A thin layer of hydrogen is transferred from the red giant, and
slowly accumulates about the surface of the white dwarf. When
the hydrogen builds up to a critical level, it triggers a supernova
1a explosion. [NMSU, N. Vogt & NASA/STScI]
We can also observe the presence of a white dwarf in a binary
system through its effect on its stellar companion. Consider a solar system
composed of a white dwarf and a Main Sequence star. For a long, long time,
the two stars will orbit each other in harmony. But eventually, the Main
Sequence star will run out of hydrogen in its core and begin to swell up into
a red giant. At some point, the star will balloon out to such a large radius
that the outer atmosphere becomes more gravitationally attracted to the white
dwarf than the star, and it will begin to drift towards it. The white dwarf
star slowly accumulates a layer of hydrogen on its surface (see a
beautiful simulation of this process by John
Blondin). When about 10-8 solar masses of hydrogen has been
accumulated, the temperature and pressure at the base of this layer will be
great enough so that thermonuclear reactions begin (just like in a stellar
core). The hydrogen quickly begins to fuse into helium. This reaction is
explosive, and ejects the burning layer of gas into space. Under certain
conditions the result is a type of supernova (a type 1a supernova).

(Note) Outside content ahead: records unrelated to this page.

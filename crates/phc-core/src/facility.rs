//! Canonical facility record and the field normalizer.

use std::fmt;

use serde::{Deserialize, Serialize};
use serde_json::Value;

use crate::areas::{AreaResolver, CentroidTable, Coordinates};
use crate::coerce::{self, RawRecord};

const DISPLAY_NAME_KEYS: &[&str] = &[
    "display_name",
    "displayName",
    "Name of Primary Health Center",
    "Name of Primary Health Centre",
    "PHC Name",
    "phc_name",
    "name",
];
const CANONICAL_NAME_KEYS: &[&str] = &["name", "phc_name"];
const AREA_KEYS: &[&str] = &["lga", "PHC LGA", "phc_lga", "local_government_area"];
const STATE_KEYS: &[&str] = &["state", "State of PHC", "phc_state"];
const UNDERSERVED_INDEX_KEYS: &[&str] = &["underserved_index", "underservedIndex", "index"];
const UNDERSERVED_FLAG_KEYS: &[&str] = &["underserved_flag", "underservedFlag", "underserved"];
const SHORTAGE_SCORE_KEYS: &[&str] = &["shortage_score", "shortageScore", "score"];
const RESOURCE_RISK_KEYS: &[&str] = &["resource_risk_score", "resourceRiskScore", "risk_score"];
const ALERT_LEVEL_KEYS: &[&str] = &["alert_level", "alertLevel"];

/// Output field names; raw keys with these names are not passed through.
const CANONICAL_FIELDS: &[&str] = &[
    "id",
    "canonical_name",
    "display_name",
    "local_government_area",
    "state",
    "coordinates",
    "underserved_index",
    "underserved_flag",
    "shortage_score",
    "resource_risk_score",
    "alert_level",
];

/// Three-step alert level shared by facilities and feed entries.
#[derive(Debug, Clone, Copy, PartialEq, Eq, Hash, Serialize, Deserialize)]
pub enum AlertLevel {
    Low,
    Medium,
    High,
}

impl AlertLevel {
    /// Parse a free-text level. `critical` folds into `High`.
    pub fn parse(raw: &str) -> Option<Self> {
        match raw.trim().to_ascii_lowercase().as_str() {
            "low" => Some(Self::Low),
            "medium" => Some(Self::Medium),
            "high" | "critical" => Some(Self::High),
            _ => None,
        }
    }

    /// Derive a level from a shortage score.
    pub fn from_shortage_score(score: f64) -> Self {
        if score >= 3.0 {
            Self::High
        } else if score >= 2.0 {
            Self::Medium
        } else {
            Self::Low
        }
    }

    pub fn as_str(&self) -> &'static str {
        match self {
            Self::Low => "Low",
            Self::Medium => "Medium",
            Self::High => "High",
        }
    }
}

impl fmt::Display for AlertLevel {
    fn fmt(&self, f: &mut fmt::Formatter<'_>) -> fmt::Result {
        f.pad(self.as_str())
    }
}

/// A canonical Primary Health Center record.
///
/// Every field listed here is always present and well-typed; only the
/// `Option` fields may be missing. Raw fields that are not part of the
/// canonical shape are kept in `extra`.
#[derive(Debug, Clone, PartialEq, Serialize, Deserialize)]
pub struct Facility {
    pub id: String,
    pub canonical_name: String,
    pub display_name: String,
    pub local_government_area: String,
    pub state: String,
    #[serde(default, skip_serializing_if = "Option::is_none")]
    pub coordinates: Option<Coordinates>,
    #[serde(default, skip_serializing_if = "Option::is_none")]
    pub underserved_index: Option<f64>,
    #[serde(default)]
    pub underserved_flag: bool,
    #[serde(default, skip_serializing_if = "Option::is_none")]
    pub shortage_score: Option<f64>,
    #[serde(default, skip_serializing_if = "Option::is_none")]
    pub resource_risk_score: Option<f64>,
    pub alert_level: AlertLevel,
    #[serde(flatten)]
    pub extra: RawRecord,
}

/// Normalize one raw facility record using the built-in centroid table.
pub fn normalize_facility(raw: &Value, index: usize) -> Facility {
    normalize_facility_with(raw, index, &CentroidTable::default())
}

/// Normalize one raw facility record with a caller-supplied area resolver.
///
/// Never fails: non-object input is treated as an empty record.
pub fn normalize_facility_with(
    raw: &Value,
    index: usize,
    resolver: &dyn AreaResolver,
) -> Facility {
    let empty = RawRecord::new();
    let record = raw.as_object().unwrap_or(&empty);

    let display_name = coerce::first_string(record, DISPLAY_NAME_KEYS)
        .unwrap_or_else(|| format!("Facility {}", index + 1));

    let canonical_name = coerce::first_string(record, CANONICAL_NAME_KEYS)
        .unwrap_or_else(|| display_name.clone())
        .to_lowercase();

    let id = coerce::first_string(record, &["id"])
        .or_else(|| Some(canonical_name.clone()).filter(|name| !name.is_empty()))
        .unwrap_or_else(|| format!("facility_{}", index));

    let local_government_area = coerce::first_string(record, AREA_KEYS).unwrap_or_default();
    let state = coerce::first_string(record, STATE_KEYS).unwrap_or_default();

    let coordinates =
        raw_coordinates(record).or_else(|| resolver.resolve(&local_government_area));

    let shortage_score = coerce::optional_number(record, SHORTAGE_SCORE_KEYS);
    let alert_level = coerce::first_string(record, ALERT_LEVEL_KEYS)
        .and_then(|level| AlertLevel::parse(&level))
        .unwrap_or_else(|| AlertLevel::from_shortage_score(shortage_score.unwrap_or(0.0)));

    let mut extra = record.clone();
    for field in CANONICAL_FIELDS {
        extra.remove(*field);
    }

    Facility {
        id,
        canonical_name,
        display_name,
        local_government_area,
        state,
        coordinates,
        underserved_index: coerce::optional_number(record, UNDERSERVED_INDEX_KEYS),
        underserved_flag: coerce::first_present(record, UNDERSERVED_FLAG_KEYS)
            .and_then(coerce::as_boolean)
            .unwrap_or(false),
        shortage_score,
        resource_risk_score: coerce::optional_number(record, RESOURCE_RISK_KEYS),
        alert_level,
        extra,
    }
}

fn raw_coordinates(record: &RawRecord) -> Option<Coordinates> {
    let number = |keys: &[&str]| coerce::first_present(record, keys).and_then(coerce::as_number);
    let lat = number(&["lat", "latitude"])?;
    let lon = number(&["lon", "lng", "longitude"])?;
    Some(Coordinates::new(lat, lon))
}

#[cfg(test)]
mod tests {
    use super::*;
    use serde_json::json;

    #[test]
    fn test_scenario_asokoro() {
        let raw = json!({
            "PHC Name": "Asokoro PHC",
            "PHC LGA": "AMAC",
            "shortage_score": "3.2"
        });
        let facility = normalize_facility(&raw, 0);

        assert_eq!(facility.id, "asokoro phc");
        assert_eq!(facility.canonical_name, "asokoro phc");
        assert_eq!(facility.display_name, "Asokoro PHC");
        assert_eq!(facility.local_government_area, "AMAC");
        assert_eq!(facility.state, "");
        assert_eq!(facility.shortage_score, Some(3.2));
        assert_eq!(facility.alert_level, AlertLevel::High);
        assert_eq!(facility.underserved_index, None);
        assert!(!facility.underserved_flag);
        // AMAC resolves through the centroid table.
        assert_eq!(facility.coordinates, Some(Coordinates::new(9.0579, 7.4951)));
    }

    #[test]
    fn test_missing_names_fall_back_to_index() {
        let facility = normalize_facility(&json!({}), 0);
        assert_eq!(facility.display_name, "Facility 1");
        assert_eq!(facility.canonical_name, "facility 1");
        assert_eq!(facility.id, "facility 1");

        let facility = normalize_facility(&json!({"name": "   "}), 6);
        assert_eq!(facility.display_name, "Facility 7");
    }

    #[test]
    fn test_non_object_input() {
        let facility = normalize_facility(&json!("garbage"), 2);
        assert_eq!(facility.display_name, "Facility 3");
        assert_eq!(facility.local_government_area, "");
        assert!(facility.coordinates.is_none());
        assert!(facility.extra.is_empty());
    }

    #[test]
    fn test_invalid_number_becomes_zero() {
        let facility = normalize_facility(&json!({"underserved_index": "not-a-number"}), 0);
        assert_eq!(facility.underserved_index, Some(0.0));
    }

    #[test]
    fn test_alert_level_derivation() {
        let level = |score: f64| normalize_facility(&json!({"shortageScore": score}), 0).alert_level;
        assert_eq!(level(2.5), AlertLevel::Medium);
        assert_eq!(level(3.0), AlertLevel::High);
        assert_eq!(level(1.0), AlertLevel::Low);
        assert_eq!(level(0.5), AlertLevel::Low);
    }

    #[test]
    fn test_source_alert_level_wins() {
        let facility = normalize_facility(&json!({"alert_level": "hIGH", "shortage_score": 0.1}), 0);
        assert_eq!(facility.alert_level, AlertLevel::High);

        let facility = normalize_facility(&json!({"alertLevel": "critical"}), 0);
        assert_eq!(facility.alert_level, AlertLevel::High);

        // Unknown levels are ignored in favour of the derived one.
        let facility = normalize_facility(&json!({"alert_level": "purple", "score": 2}), 0);
        assert_eq!(facility.alert_level, AlertLevel::Medium);
    }

    #[test]
    fn test_canonical_name_prefers_raw_name() {
        let facility = normalize_facility(
            &json!({"display_name": "Kuje General PHC", "phc_name": " KUJE PHC "}),
            0,
        );
        assert_eq!(facility.display_name, "Kuje General PHC");
        assert_eq!(facility.canonical_name, "kuje phc");
    }

    #[test]
    fn test_numeric_id_and_flags() {
        let facility = normalize_facility(
            &json!({"id": 42, "name": "Bwari PHC", "underserved": "yes", "risk_score": 0.4}),
            0,
        );
        assert_eq!(facility.id, "42");
        assert!(facility.underserved_flag);
        assert_eq!(facility.resource_risk_score, Some(0.4));
    }

    #[test]
    fn test_explicit_coordinates_take_precedence() {
        let facility = normalize_facility(
            &json!({"name": "X", "lga": "AMAC", "latitude": "9.1", "longitude": 7.3}),
            0,
        );
        assert_eq!(facility.coordinates, Some(Coordinates::new(9.1, 7.3)));

        let facility = normalize_facility(&json!({"name": "X", "lga": "Nowhere"}), 0);
        assert_eq!(facility.coordinates, None);
    }

    #[test]
    fn test_custom_resolver() {
        struct Fixed;
        impl AreaResolver for Fixed {
            fn resolve(&self, _area: &str) -> Option<Coordinates> {
                Some(Coordinates::new(1.0, 2.0))
            }
        }
        let facility = normalize_facility_with(&json!({"name": "X"}), 0, &Fixed);
        assert_eq!(facility.coordinates, Some(Coordinates::new(1.0, 2.0)));
    }

    #[test]
    fn test_extra_fields_pass_through() {
        let facility = normalize_facility(
            &json!({"name": "X", "ward": "Garki II", "display_name": "X PHC"}),
            0,
        );
        assert_eq!(facility.extra.get("ward"), Some(&json!("Garki II")));
        assert!(!facility.extra.contains_key("display_name"));

        let serialized = serde_json::to_value(&facility).unwrap();
        assert_eq!(serialized["ward"], json!("Garki II"));
        assert_eq!(serialized["display_name"], json!("X PHC"));
        assert_eq!(serialized["alert_level"], json!("Low"));
    }

    #[test]
    fn test_normalization_is_pure() {
        let raw = json!({"PHC Name": "Asokoro PHC", "shortage_score": "2.2", "x": [1, 2]});
        assert_eq!(normalize_facility(&raw, 3), normalize_facility(&raw, 3));
    }
}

With such a large mass concentrated into such a small size, we can deduce
that white dwarfs are extremely high density objects. In a normal Main
Sequence star, the pressure of gravity is withstood by the forces of nuclear
fusion. In a white dwarf, however, all nuclear fuel has been exhausted and
gravity compresses the core inwards, forcing the matter into a degenerate
state. We find ionized carbon and oxygen, and a sea of electrons which have
been forced out of the atoms.
Degeneracy pressure (by degenerate we mean that the electrons
and the protons have separated) may sound complicated, but it is actually a
familiar process. It is no more than the pressure that prevents liquids and
solids from being compressed. Gas pressure is squishy, and
gases are compressible, as you can verify by pumping your bicycle tire with a
hand pump. At a density of a few grams per cubic centimeter, however,
ordinary matter becomes liquid or solid and is nearly incompressible. Squeeze
on any solid object, and it will push back. No apparatus on Earth can
compress water (or steel) to half its volume. The same degeneracy pressure
prevents atoms from collapsing within white dwarfs. Moreover, the tendency of
liquids and solids to resist compression is almost independent of their
temperature. Liquids and solids do not shrink much when cooled, even to
almost absolute zero temperature (-273 C). Contrary to our usual experience,
if we could heat a balloon of degenerate gas it would not expand. This has
very important consequences for thermonuclear reactions, such as those that
occur in stellar cores. Because of this, a white dwarf is able to radiate
heat and slowly cool down, without the internal pressure dropping. (Contrast
this with the pressure due to the heat and excitation of nuclear reaction when
the star is in its Main Sequence hydrogen-burning phase: without the heat, the
pressure drops and gravity wins the battle to compress the star.)